Despite the large body of literature documenting the significant association between CYP2C9/VKORC1 genotypes and warfarin dose, there is still debate surrounding the clinical utility of this knowledge. A few large, randomized clinical trials are currently underway to determine if using genetic information in warfarin dosing improves clinical outcomes (both efficacy and safety). The results of three studies have just been published online in the New England Journal of Medicine.

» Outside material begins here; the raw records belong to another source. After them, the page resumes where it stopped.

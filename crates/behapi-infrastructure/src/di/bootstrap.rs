//! Composition root
//!
//! Turns a validated configuration into a [`ComposedServices`]:
//!
//! ```text
//! CompositionConfig ──► loaders (debug, http, kv, cleaner, initializers,
//!                        templating when the plan allows it)
//!                             │
//!                             ▼
//!                       ServiceRegistry ──► process() ──► ComposedServices
//!                                           ├─ initializer chain
//!                                           └─ add_bag calls on the cleaner
//! ```
//!
//! Nothing is instantiated here; services are built on first request.
//!
//! ## Services
//!
//! | Identifier | Provides | Tags |
//! |------------|----------|------|
//! | `behapi.debug` | `DebugReporter`, `dyn ResettableBag` | bag, reset |
//! | `behapi.http.history` | `HistoryRecorder`, `dyn RequestSubscriber`, `dyn ResettableBag` | bag, reset |
//! | `behapi.http.factory` | `HttpClientFactory` | |
//! | `behapi.http.client` | `ReqwestHttpClient`, `dyn HttpClient` | |
//! | `behapi.kv.client` | `RedisKeyValueClient`, `dyn KeyValueClient` | |
//! | `behapi.subscriber.cleaner` | `ResetCoordinator` | |
//! | `behapi.initializer.*` | `dyn ContextInitializer` | context initializer |
//! | `behapi.templating.loader` | `TemplateLoaderChain` | |
//! | `behapi.templating` | `TeraTemplateEngine`, `dyn TemplateEngine` | |

use std::sync::Arc;

use behapi_domain::constants::*;
use behapi_domain::error::{Error, Result};
use behapi_domain::ports::{
    ContextInitializer, HttpClient, KeyValueClient, RequestSubscriber, ResettableBag,
};
use behapi_providers::DebugReporter;
use behapi_providers::http::{HistoryRecorder, HttpClientFactory, HttpClientOptions};
use behapi_providers::initializers::{
    AuthenticationInitializer, HttpInitializer, KeyValueInitializer,
};
use behapi_providers::kv::RedisKeyValueClient;
use tracing::{debug, info};

use super::conditional::{CapabilityFacts, WiringPlan};
use super::descriptor::{Argument, MethodCall, ServiceDescriptor, Tag};
use super::instance::Instance;
use super::lifecycle::{ComposedServices, InitializerChain, ResetCoordinator};
use super::registry::ServiceRegistry;
use super::tags::{TaggedCollector, attribute_is_true};
use crate::config::{CompositionConfig, ConfigurationSchema, RawBehapiConfig};

/// Compose every service described by `config`
///
/// Optional services are wired according to `facts`.
pub fn compose(config: &CompositionConfig, facts: &CapabilityFacts) -> Result<ComposedServices> {
    info!(
        environment = %config.environment,
        base_url = %config.base_url,
        "Composing behapi services"
    );
    let plan = WiringPlan::from_facts(facts);
    let mut registry = ServiceRegistry::new();

    load_debug(&mut registry, config)?;
    load_http(&mut registry, config)?;
    load_kv(&mut registry, config)?;
    register_cleaner(&mut registry)?;
    load_initializers(&mut registry, config)?;
    if plan.templating() {
        load_templating(&mut registry, config)?;
    } else {
        info!("Templating engine not available, its services are not wired");
    }

    let services = process(registry, plan)?;
    info!(
        services = services.registry().len(),
        initializers = services.initializer_ids().len(),
        "Composition finished"
    );
    Ok(services)
}

/// Validate `raw`, then compose
///
/// An invalid block fails before any service is registered.
pub fn compose_raw(raw: RawBehapiConfig, facts: &CapabilityFacts) -> Result<ComposedServices> {
    let config = ConfigurationSchema::validate(raw)?;
    compose(&config, facts)
}

/// Composition pass over a fully registered `registry`
///
/// Collects the initializer chain and hands the identifier of every bag
/// tagged `reset = true` to the cleaner. Bags are not built here nor when the
/// cleaner is built. The cleaner must be registered.
pub fn process(mut registry: ServiceRegistry, plan: WiringPlan) -> Result<ComposedServices> {
    let initializers = InitializerChain::collect(&registry);
    debug!(chain = ?initializers.ids(), "Initializer chain collected");

    let bags = TaggedCollector::new(BAG_TAG)
        .with_predicate(attribute_is_true(BAG_RESET_ATTRIBUTE))
        .collect_ids(&registry);

    let cleaner = registry.descriptor_mut(CLEANER_SERVICE)?;
    for bag in bags {
        debug!(bag = %bag, "Bag will be reset after each scenario");
        cleaner.add_method_call(MethodCall::new(
            "add_bag",
            vec![Argument::value(bag)],
            |target, args| {
                downcast::<ResetCoordinator>(target, CLEANER_SERVICE)?
                    .add_bag(args.value::<String>(0)?)
            },
        ));
    }

    Ok(ComposedServices::new(registry, initializers, plan))
}

/// Register the cleaner under its well-known identifier
pub fn register_cleaner(registry: &mut ServiceRegistry) -> Result<()> {
    registry.register(
        CLEANER_SERVICE,
        ServiceDescriptor::construct(|_| Ok(Instance::new(ResetCoordinator::new()))),
    )
}

fn reset_bag() -> Tag {
    Tag::new(BAG_TAG).with_attribute(BAG_RESET_ATTRIBUTE, true)
}

fn context_initializer() -> Tag {
    Tag::new(CONTEXT_INITIALIZER_TAG)
}

fn downcast<T: Send + Sync + 'static>(instance: &Instance, id: &str) -> Result<Arc<T>> {
    instance
        .get::<T>()
        .ok_or_else(|| Error::service_type(id, std::any::type_name::<T>()))
}

fn initializer<T>(initializer: T) -> Instance
where
    T: ContextInitializer + 'static,
{
    let initializer = Arc::new(initializer);
    Instance::from_arc(initializer.clone()).provide::<dyn ContextInitializer>(initializer)
}

fn load_debug(registry: &mut ServiceRegistry, config: &CompositionConfig) -> Result<()> {
    registry.register(
        DEBUG_SERVICE,
        ServiceDescriptor::construct(|args| {
            let reporter = Arc::new(DebugReporter::new(&args.value::<String>(0)?));
            Ok(Instance::from_arc(reporter.clone()).provide::<dyn ResettableBag>(reporter))
        })
        .with_value(config.debug_formatter.clone())
        .with_tag(reset_bag()),
    )
}

fn load_http(registry: &mut ServiceRegistry, config: &CompositionConfig) -> Result<()> {
    registry.register(
        HTTP_HISTORY_SERVICE,
        ServiceDescriptor::construct(|args| {
            let history = Arc::new(HistoryRecorder::new(args.value(0)?));
            Ok(Instance::from_arc(history.clone())
                .provide::<dyn RequestSubscriber>(history.clone())
                .provide::<dyn ResettableBag>(history))
        })
        .with_value(config.http.history_limit)
        .with_tag(reset_bag()),
    )?;

    registry.register(
        HTTP_FACTORY_SERVICE,
        ServiceDescriptor::construct(|_| Ok(Instance::new(HttpClientFactory::new())))
            .with_method_call(
                "add_subscriber",
                vec![Argument::reference(HTTP_HISTORY_SERVICE)],
                |factory, args| {
                    downcast::<HttpClientFactory>(factory, HTTP_FACTORY_SERVICE)?
                        .add_subscriber(args.service::<dyn RequestSubscriber>(0)?)
                },
            ),
    )?;

    registry.register(
        HTTP_CLIENT_SERVICE,
        ServiceDescriptor::from_factory(HTTP_FACTORY_SERVICE, "build_client", |factory, args| {
            let options: HttpClientOptions = args.value(0)?;
            let client = Arc::new(
                downcast::<HttpClientFactory>(factory, HTTP_FACTORY_SERVICE)?
                    .build_client(&options)?,
            );
            Ok(Instance::from_arc(client.clone()).provide::<dyn HttpClient>(client))
        })
        .with_argument(Argument::serialized(&config.http_client_options())?),
    )
}

fn load_kv(registry: &mut ServiceRegistry, config: &CompositionConfig) -> Result<()> {
    registry.register(
        KV_CLIENT_SERVICE,
        ServiceDescriptor::construct(|args| {
            let client = Arc::new(RedisKeyValueClient::new(&args.value::<String>(0)?)?);
            Ok(Instance::from_arc(client.clone()).provide::<dyn KeyValueClient>(client))
        })
        .with_value(config.kv.url.clone()),
    )
}

fn load_initializers(registry: &mut ServiceRegistry, config: &CompositionConfig) -> Result<()> {
    registry.register(
        HTTP_INITIALIZER_SERVICE,
        ServiceDescriptor::construct(|args| {
            Ok(initializer(HttpInitializer::new(
                args.service::<dyn HttpClient>(0)?,
                args.service::<HistoryRecorder>(1)?,
            )))
        })
        .with_reference(HTTP_CLIENT_SERVICE)
        .with_reference(HTTP_HISTORY_SERVICE)
        .with_tag(context_initializer()),
    )?;

    registry.register(
        KV_INITIALIZER_SERVICE,
        ServiceDescriptor::construct(|args| {
            Ok(initializer(KeyValueInitializer::new(
                args.service::<dyn KeyValueClient>(0)?,
            )))
        })
        .with_reference(KV_CLIENT_SERVICE)
        .with_tag(context_initializer()),
    )?;

    registry.register(
        AUTHENTICATION_INITIALIZER_SERVICE,
        ServiceDescriptor::construct(|args| {
            Ok(initializer(AuthenticationInitializer::new(
                args.value::<String>(0)?,
                args.value::<String>(1)?,
            )))
        })
        .with_value(config.app.id.clone())
        .with_value(config.app.secret.clone())
        .with_tag(context_initializer()),
    )
}

#[cfg(feature = "templating")]
fn load_templating(registry: &mut ServiceRegistry, config: &CompositionConfig) -> Result<()> {
    use behapi_domain::ports::TemplateEngine;
    use behapi_providers::initializers::TemplatingInitializer;
    use behapi_providers::templating::{TemplateLoaderChain, TemplateOptions, TeraTemplateEngine};

    registry.register(
        TEMPLATE_LOADER_SERVICE,
        ServiceDescriptor::construct(|_| Ok(Instance::new(TemplateLoaderChain::new()))),
    )?;

    registry.register(
        TEMPLATE_ENGINE_SERVICE,
        ServiceDescriptor::construct(|args| {
            let loader = args.service::<TemplateLoaderChain>(0)?;
            let options = TemplateOptions {
                debug: args.value(1)?,
            };
            let engine = Arc::new(TeraTemplateEngine::new(&loader, options)?);
            Ok(Instance::from_arc(engine.clone()).provide::<dyn TemplateEngine>(engine))
        })
        .with_reference(TEMPLATE_LOADER_SERVICE)
        .with_value(config.environment.is_debug()),
    )?;

    registry.register(
        TEMPLATE_INITIALIZER_SERVICE,
        ServiceDescriptor::construct(|args| {
            Ok(initializer(TemplatingInitializer::new(
                args.service::<dyn TemplateEngine>(0)?,
            )))
        })
        .with_reference(TEMPLATE_ENGINE_SERVICE)
        .with_tag(context_initializer()),
    )
}

#[cfg(not(feature = "templating"))]
fn load_templating(_registry: &mut ServiceRegistry, _config: &CompositionConfig) -> Result<()> {
    Err(Error::infrastructure(
        "Templating services requested but not compiled in",
    ))
}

• Kimmel et al, 2013, COAG Trial: This trial included 1,015 patients (27% black) who were randomized at 18 centers in the U.S. to compare the efficacy of a warfarin-dosing algorithm based on genotype and clinical data with a dosing algorithm based on clinical data only. The authors showed that using a warfarin dosing algorithm based on both clinical and genetic information did NOT increase the percentage of time spent within the therapeutic range as compared to an algorithm based on clinical factors alone at 4 weeks (45.2% versus 45.4%, P=0.91), suggesting that genotype-guided dosing of warfarin did not improve anticoagulation control during the first 4 weeks of therapy. This study also found no difference in the rate of having an INR of 4 or higher, thromboembolism, or major bleeding between the groups (20% versus 21%, P=0.93).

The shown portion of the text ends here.